→ **Your assignment**: Using the data below, show every line where the word "exchange" occurs.

→ **Exercise input**:

##########

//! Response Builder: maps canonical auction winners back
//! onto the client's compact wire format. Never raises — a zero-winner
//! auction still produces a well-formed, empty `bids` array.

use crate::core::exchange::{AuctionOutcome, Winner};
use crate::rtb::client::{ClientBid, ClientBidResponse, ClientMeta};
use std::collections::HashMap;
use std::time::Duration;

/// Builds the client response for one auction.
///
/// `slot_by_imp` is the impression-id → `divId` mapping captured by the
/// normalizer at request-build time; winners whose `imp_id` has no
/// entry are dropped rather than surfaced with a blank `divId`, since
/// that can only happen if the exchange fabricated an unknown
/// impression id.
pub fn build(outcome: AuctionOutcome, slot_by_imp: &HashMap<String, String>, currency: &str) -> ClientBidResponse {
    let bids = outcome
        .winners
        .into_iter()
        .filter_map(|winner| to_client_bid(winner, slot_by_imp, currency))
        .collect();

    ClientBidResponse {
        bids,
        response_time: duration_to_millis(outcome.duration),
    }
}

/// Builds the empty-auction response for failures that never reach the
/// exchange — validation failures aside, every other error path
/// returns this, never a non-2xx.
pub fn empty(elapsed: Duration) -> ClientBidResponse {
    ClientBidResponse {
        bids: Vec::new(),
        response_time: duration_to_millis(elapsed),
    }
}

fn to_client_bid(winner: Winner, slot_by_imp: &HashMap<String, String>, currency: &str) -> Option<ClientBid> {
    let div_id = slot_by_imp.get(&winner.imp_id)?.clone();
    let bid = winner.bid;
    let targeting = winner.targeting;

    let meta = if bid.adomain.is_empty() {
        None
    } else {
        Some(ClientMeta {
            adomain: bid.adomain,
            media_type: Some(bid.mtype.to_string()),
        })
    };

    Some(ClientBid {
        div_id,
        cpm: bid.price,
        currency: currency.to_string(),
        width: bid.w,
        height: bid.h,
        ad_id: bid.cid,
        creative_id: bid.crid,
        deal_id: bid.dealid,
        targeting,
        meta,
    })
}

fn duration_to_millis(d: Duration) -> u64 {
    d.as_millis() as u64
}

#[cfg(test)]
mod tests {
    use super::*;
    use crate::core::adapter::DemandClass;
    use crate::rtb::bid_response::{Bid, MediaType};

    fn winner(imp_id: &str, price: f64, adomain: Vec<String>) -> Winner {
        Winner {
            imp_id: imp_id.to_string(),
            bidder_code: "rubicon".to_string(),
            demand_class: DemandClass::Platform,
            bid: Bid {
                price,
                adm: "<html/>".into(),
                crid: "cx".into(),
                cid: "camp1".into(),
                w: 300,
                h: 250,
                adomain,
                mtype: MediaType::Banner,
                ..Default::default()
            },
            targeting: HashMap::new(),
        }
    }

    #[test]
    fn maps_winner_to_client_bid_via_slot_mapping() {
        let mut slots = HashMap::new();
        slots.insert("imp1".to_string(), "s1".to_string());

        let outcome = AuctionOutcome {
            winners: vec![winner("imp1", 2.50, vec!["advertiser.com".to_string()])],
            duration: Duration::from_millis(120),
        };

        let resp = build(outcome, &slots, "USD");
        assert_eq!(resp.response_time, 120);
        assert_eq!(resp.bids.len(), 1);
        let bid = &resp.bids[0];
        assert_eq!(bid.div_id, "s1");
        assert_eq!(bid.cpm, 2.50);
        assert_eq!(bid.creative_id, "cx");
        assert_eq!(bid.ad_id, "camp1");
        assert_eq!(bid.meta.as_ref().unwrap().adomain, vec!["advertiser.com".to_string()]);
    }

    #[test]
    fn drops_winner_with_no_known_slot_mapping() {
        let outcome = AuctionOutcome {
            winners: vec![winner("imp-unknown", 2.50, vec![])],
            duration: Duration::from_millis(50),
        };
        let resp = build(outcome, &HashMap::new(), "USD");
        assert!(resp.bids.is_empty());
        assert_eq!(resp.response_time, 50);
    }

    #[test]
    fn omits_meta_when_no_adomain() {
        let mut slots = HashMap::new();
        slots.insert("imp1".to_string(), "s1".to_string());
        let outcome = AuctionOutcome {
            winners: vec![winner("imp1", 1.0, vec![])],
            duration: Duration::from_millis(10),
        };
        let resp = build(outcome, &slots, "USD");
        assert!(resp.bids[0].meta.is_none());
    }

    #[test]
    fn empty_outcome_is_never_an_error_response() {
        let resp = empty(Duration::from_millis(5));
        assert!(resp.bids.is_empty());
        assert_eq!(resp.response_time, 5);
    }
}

##########

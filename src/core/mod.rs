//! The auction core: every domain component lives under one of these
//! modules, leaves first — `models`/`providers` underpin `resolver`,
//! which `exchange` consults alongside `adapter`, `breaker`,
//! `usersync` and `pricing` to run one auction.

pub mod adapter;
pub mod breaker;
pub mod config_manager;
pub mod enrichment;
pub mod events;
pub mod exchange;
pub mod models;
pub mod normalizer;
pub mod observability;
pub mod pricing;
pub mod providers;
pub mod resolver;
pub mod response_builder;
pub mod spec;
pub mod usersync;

##########

→ **Written solution**:
use crate::core::exchange::{AuctionOutcome, Winner};
/// that can only happen if the exchange fabricated an unknown
/// exchange — validation failures aside, every other error path
//! which `exchange` consults alongside `adapter`, `breaker`,
pub mod exchange;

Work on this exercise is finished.